* _Dataset records_

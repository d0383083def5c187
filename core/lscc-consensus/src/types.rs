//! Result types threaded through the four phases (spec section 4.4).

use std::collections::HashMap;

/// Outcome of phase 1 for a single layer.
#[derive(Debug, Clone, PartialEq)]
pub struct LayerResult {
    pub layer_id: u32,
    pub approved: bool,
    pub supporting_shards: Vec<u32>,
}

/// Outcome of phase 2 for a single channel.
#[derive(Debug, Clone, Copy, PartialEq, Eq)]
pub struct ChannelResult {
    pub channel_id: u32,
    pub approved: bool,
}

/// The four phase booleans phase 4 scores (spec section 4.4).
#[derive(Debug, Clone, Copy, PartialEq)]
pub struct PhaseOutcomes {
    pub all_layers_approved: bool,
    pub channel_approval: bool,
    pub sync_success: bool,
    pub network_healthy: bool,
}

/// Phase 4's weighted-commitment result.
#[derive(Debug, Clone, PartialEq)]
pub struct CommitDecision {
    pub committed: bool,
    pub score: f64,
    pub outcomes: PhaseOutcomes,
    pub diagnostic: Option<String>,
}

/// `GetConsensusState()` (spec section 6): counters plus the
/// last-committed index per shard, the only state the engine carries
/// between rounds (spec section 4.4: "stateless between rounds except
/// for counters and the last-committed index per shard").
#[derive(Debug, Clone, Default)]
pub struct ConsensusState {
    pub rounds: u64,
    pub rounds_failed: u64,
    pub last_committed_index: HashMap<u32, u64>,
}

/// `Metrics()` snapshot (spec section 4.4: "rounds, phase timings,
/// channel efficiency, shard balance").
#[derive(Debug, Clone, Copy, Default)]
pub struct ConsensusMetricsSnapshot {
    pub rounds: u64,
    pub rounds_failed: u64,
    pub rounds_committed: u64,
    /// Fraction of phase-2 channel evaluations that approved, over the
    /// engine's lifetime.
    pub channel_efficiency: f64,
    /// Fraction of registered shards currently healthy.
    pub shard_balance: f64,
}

==

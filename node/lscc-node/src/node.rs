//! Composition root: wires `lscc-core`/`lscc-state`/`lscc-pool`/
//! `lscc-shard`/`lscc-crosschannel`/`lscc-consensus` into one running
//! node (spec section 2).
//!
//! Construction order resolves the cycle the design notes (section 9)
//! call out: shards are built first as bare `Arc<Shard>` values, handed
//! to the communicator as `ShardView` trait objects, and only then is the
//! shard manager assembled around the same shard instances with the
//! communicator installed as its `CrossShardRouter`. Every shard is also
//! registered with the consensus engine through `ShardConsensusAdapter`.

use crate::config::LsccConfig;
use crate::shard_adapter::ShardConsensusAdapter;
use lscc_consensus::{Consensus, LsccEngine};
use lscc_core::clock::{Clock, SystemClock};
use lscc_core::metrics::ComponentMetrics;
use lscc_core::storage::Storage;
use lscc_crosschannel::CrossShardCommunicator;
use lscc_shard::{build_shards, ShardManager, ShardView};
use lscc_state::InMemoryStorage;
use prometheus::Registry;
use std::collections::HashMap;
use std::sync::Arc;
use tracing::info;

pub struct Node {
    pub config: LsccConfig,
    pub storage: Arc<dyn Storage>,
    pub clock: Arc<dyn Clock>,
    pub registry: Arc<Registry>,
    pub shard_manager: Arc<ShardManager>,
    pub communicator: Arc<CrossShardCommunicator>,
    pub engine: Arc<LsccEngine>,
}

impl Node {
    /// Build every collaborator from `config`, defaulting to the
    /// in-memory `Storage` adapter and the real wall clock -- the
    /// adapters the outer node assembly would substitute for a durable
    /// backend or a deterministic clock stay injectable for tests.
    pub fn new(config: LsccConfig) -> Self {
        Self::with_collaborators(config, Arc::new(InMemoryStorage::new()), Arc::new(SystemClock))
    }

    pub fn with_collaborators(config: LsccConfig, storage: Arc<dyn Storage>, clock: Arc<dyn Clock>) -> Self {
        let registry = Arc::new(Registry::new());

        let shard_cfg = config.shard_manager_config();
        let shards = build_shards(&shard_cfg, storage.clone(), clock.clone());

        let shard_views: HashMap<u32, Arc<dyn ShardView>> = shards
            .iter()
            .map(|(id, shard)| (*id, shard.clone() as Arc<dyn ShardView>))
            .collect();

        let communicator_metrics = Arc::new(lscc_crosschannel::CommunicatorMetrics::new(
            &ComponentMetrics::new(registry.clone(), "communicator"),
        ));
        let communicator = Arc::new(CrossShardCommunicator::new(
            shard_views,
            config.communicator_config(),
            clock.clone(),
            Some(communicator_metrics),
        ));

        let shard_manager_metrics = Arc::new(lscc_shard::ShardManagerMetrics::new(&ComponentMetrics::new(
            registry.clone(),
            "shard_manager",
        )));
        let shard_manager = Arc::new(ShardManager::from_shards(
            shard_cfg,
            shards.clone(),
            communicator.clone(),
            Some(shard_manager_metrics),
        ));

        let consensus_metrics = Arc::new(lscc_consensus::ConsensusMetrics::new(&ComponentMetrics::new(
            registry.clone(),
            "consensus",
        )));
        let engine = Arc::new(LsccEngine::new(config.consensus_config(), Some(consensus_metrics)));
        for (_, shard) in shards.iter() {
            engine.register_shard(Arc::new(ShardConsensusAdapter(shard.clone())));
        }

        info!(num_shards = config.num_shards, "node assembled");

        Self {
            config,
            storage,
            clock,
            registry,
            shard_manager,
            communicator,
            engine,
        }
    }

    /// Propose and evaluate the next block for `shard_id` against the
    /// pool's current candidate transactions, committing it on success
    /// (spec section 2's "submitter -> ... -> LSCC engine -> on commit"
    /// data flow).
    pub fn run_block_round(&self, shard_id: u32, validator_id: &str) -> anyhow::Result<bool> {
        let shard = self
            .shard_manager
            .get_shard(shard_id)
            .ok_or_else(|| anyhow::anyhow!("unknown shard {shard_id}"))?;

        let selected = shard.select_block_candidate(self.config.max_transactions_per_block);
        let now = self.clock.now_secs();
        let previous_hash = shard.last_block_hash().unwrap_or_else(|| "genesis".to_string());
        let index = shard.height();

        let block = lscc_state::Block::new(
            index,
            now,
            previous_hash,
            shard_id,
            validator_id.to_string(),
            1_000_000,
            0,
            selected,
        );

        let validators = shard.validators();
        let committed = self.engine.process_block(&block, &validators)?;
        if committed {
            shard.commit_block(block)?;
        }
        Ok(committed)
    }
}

* _What is needed_
From the listing above, return the lines starting at the one with "#[derive(Debug, Clone, Copy, PartialEq)]" and ending at the one with "4's weighted-commitment result.", both kept, exactly as they appear and nothing more.

* _Solution to this problem_
#[derive(Debug, Clone, Copy, PartialEq)]
pub struct PhaseOutcomes {
    pub all_layers_approved: bool,
    pub channel_approval: bool,
    pub sync_success: bool,
    pub network_healthy: bool,
}

/// Phase 4's weighted-commitment result.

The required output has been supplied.